Ça peut être Michel Barnier !
Rien n’empêche Emmanuel Macron de le renommer » propose l’ancien ministre et député EPR Éric Woerth #MotionDeCensure #DirectAN #affaireconclue pic.twitter.com/PkaiqttJwl— Paul Larrouturou (@PaulLarrouturou) December 2, 2024
Premier scénario : reconnaître que le Nouveau Front populaire, bloc arrivé en tête aux législatives, a la légitimité de gouverner. Dans ce cas, LFI plaide pour que Lucie Castets soit appelée à Matignon, conformément à l’accord de juillet. Sauf que ça coince au PS, à tel point qu’Olivier Faure esquive la question quand elle lui est posée et qu’il n’a pas clairement redit s’il la soutient toujours.

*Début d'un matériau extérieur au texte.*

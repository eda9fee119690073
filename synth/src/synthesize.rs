//! The synthesis pipeline: classify, build, compose.

use ansible_schema_core::{
    DEFAULT_TARGET_VERSION, DefinitionRegistry, ModuleRecord, OverrideTable, SourcedRecord, Version,
};
use serde::{Deserialize, Serialize};
use tracing::debug;

use crate::assemble::{AssemblyError, ObjectSchema, assemble};
use crate::classify::{
    Classification, assembly_diagnostic, build_deferred, classify, duplicate_title,
    record_unsafe_choices, reserved_title,
};
use crate::compose::{CompositeSchema, ModuleMap, RESERVED_TASK_KEY, compose};
use crate::heuristics::ContainerHeuristics;
use crate::infer::{InferredProperties, TypeInference};
use crate::report::{Diagnostic, SynthesisReport};

/// Default document title.
pub const DEFAULT_TITLE: &str = "Ansible Tasks";
/// Default document description.
pub const DEFAULT_DESCRIPTION: &str = "JSON Schema for lists of Ansible tasks";

/// Run-wide synthesis settings.
#[derive(Debug, Clone, PartialEq, Serialize, Deserialize)]
pub struct SynthesisConfig {
    /// Version used to gate overrides.
    pub target_version: Version,
    /// Drop ordinary modules that end up with no required property.
    pub strict: bool,
    pub title: String,
    pub description: String,
}

impl Default for SynthesisConfig {
    fn default() -> Self {
        Self {
            target_version: DEFAULT_TARGET_VERSION,
            strict: false,
            title: DEFAULT_TITLE.to_string(),
            description: DEFAULT_DESCRIPTION.to_string(),
        }
    }
}

/// Result of a synthesis run. Never an error: failures live in the report.
#[derive(Debug, Clone, PartialEq)]
pub struct SynthesisOutcome {
    pub schema: CompositeSchema,
    pub report: SynthesisReport,
}

/// Turns module records into a composite schema.
///
/// # Examples
///
/// ```
/// use ansible_schema_core::{ModuleRecord, OptionSpec, SourcedRecord};
/// use ansible_schema_synth::{SynthesisConfig, Synthesizer};
///
/// let records = vec![
///     SourcedRecord::new(
///         "file.py",
///         ModuleRecord::new("file").with_option("path", OptionSpec {
///             required: true,
///             ..OptionSpec::default()
///         }),
///     ),
///     SourcedRecord::new("shell.py", ModuleRecord::new("shell")),
/// ];
///
/// let outcome = Synthesizer::new(SynthesisConfig::default()).synthesize(&records);
/// assert_eq!(outcome.report.ordinary_modules, vec!["file".to_string()]);
/// assert_eq!(outcome.report.deferred_modules, vec!["shell".to_string()]);
/// assert_eq!(outcome.schema.items.any_of.len(), 2);
/// ```
#[derive(Debug, Clone)]
pub struct Synthesizer {
    config: SynthesisConfig,
    inference: TypeInference,
    definitions: DefinitionRegistry,
}

impl Synthesizer {
    /// Creates a synthesizer using the built-in override table.
    pub fn new(config: SynthesisConfig) -> Self {
        let inference = TypeInference::new(OverrideTable::builtin(), config.target_version);
        Self {
            config,
            inference,
            definitions: DefinitionRegistry::builtin(),
        }
    }

    pub fn with_overrides(mut self, overrides: OverrideTable) -> Self {
        self.inference = self.inference.with_overrides(overrides);
        self
    }

    pub fn with_heuristics(mut self, heuristics: ContainerHeuristics) -> Self {
        self.inference = self.inference.with_heuristics(heuristics);
        self
    }

    pub fn config(&self) -> &SynthesisConfig {
        &self.config
    }

    pub fn inference(&self) -> &TypeInference {
        &self.inference
    }

    /// Synthesizes the composite schema for `records`.
    ///
    /// Ordinary modules are built inline; command modules are collected and
    /// built afterwards. Output order follows input order.
    pub fn synthesize(&self, records: &[SourcedRecord]) -> SynthesisOutcome {
        let mut report = SynthesisReport::default();
        let mut ordinary = ModuleMap::default();
        let mut deferred = Vec::new();

        for sourced in records {
            match classify(&sourced.record) {
                Classification::Ignore(reason) => {
                    report.record(Diagnostic::new(
                        &sourced.source,
                        sourced.record.title.as_deref(),
                        reason.code(),
                        reason.to_string(),
                    ));
                }
                Classification::Deferred(title) => {
                    debug!(source = %sourced.source, module = %title, "Deferring command module");
                    deferred.push(sourced);
                }
                Classification::Ordinary(title) => {
                    self.add_ordinary(&title, sourced, &mut ordinary, &mut report);
                }
            }
        }

        let deferred = build_deferred(deferred, &self.inference, &mut report);
        let schema = compose(
            &ordinary,
            deferred,
            &self.definitions,
            &self.config.title,
            &self.config.description,
        );

        SynthesisOutcome { schema, report }
    }

    /// Builds the schema of one ordinary module.
    pub fn module_schema(
        &self,
        title: &str,
        record: &ModuleRecord,
    ) -> Result<(ObjectSchema, InferredProperties), AssemblyError> {
        let inferred = self.inference.infer_module(title, record.option_entries());
        let schema = assemble(&inferred.properties, self.config.strict)?;
        Ok((schema.with_description(record.summary()), inferred))
    }

    fn add_ordinary(
        &self,
        title: &str,
        sourced: &SourcedRecord,
        ordinary: &mut ModuleMap,
        report: &mut SynthesisReport,
    ) {
        if title == RESERVED_TASK_KEY {
            report.record(reserved_title(&sourced.source, title));
            return;
        }

        match self.module_schema(title, &sourced.record) {
            Ok((schema, inferred)) => {
                if ordinary.insert(title, schema) {
                    debug!(source = %sourced.source, module = title, "Built module schema");
                    record_unsafe_choices(report, &sourced.source, title, &inferred);
                    report.ordinary_modules.push(title.to_string());
                } else {
                    report.record(duplicate_title(&sourced.source, title));
                }
            }
            Err(err) => report.record(assembly_diagnostic(&sourced.source, title, &err)),
        }
    }
}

Autre nom qui se dégage, sans toutefois faire l’unanimité : Bernard Cazeneuve. L’ex-Premier ministre pourrait faire la jonction entre une partie de la gauche et de la macronie, voire attirer certains députés LR. Une solution viable ? Emmanuel Macron expliquait cet été qu’il ne voulait pas que sa politique économique soit fondamentalement remise en cause. Or Cazeneuve portait l’abrogation de la réforme des retraites.
Alors à droite ? Un David Lisnard ou un Xavier Bertrand s’exposeraient à la même sentence que Michel Barnier, censuré par la gauche et le RN. Quant à la nomination d’un Premier ministre purement macroniste (Sébastien Lecornu ou Gérald Darmanin sont de ceux-là), il ne serait pas en mesure d’élargir le « socle commun » qui a plusieurs fois fait défaut à Michel Barnier. En attendant, Michel Barnier assurera la gestion des affaires courantes.
Comment les marchés financiers vont-ils réagir ?
De quoi éviter la « tempête » qu’il disait craindre il y a encore une semaine ? La France aura un budget, les fonctionnaires ne cesseront pas d’être payés comme cela pourrait être le cas avec un shutdown aux États-Unis. Est-ce à dire pour autant qu’il n’y aura aucune conséquence financière pour la France ? Il serait imprudent de répondre vite « oui » à cette question et il n’y a qu’à voir la réaction des marchés ce lundi pour s’en convaincre. Plombé par les nouvelles venues de France, l’euro a plongé face au dollar et à Paris, le cours des banques françaises a connu une forte baisse dans l’après-midi.
Les événements et les incertitudes du jour lisibles sur le cours de l’euro: pic.twitter.com/g8rc9j2JN3
— Darius Rochebin (@DariusRochebin) December 2, 2024
Autre illustration, l’écart entre les taux d’intérêt d’emprunt de la France et de l’Allemagne. Celui-ci a fortement augmenté juste après le 49-3 de Michel Barnier pour atteindre un niveau pas vu depuis 2012. Et l’amplitude des mouvements dans la journée était la même qu’au moment de la dissolution, en juin. « C’est un signe de crise », assure Nicolas Forest, responsable des investissements au sein de la société Candriam, interrogé par l’AFP.
Résultat, la France emprunte désormais à des taux comparables à ceux de la Grèce et bien malin qui peut annoncer un retour à la normale dans les prochains jours.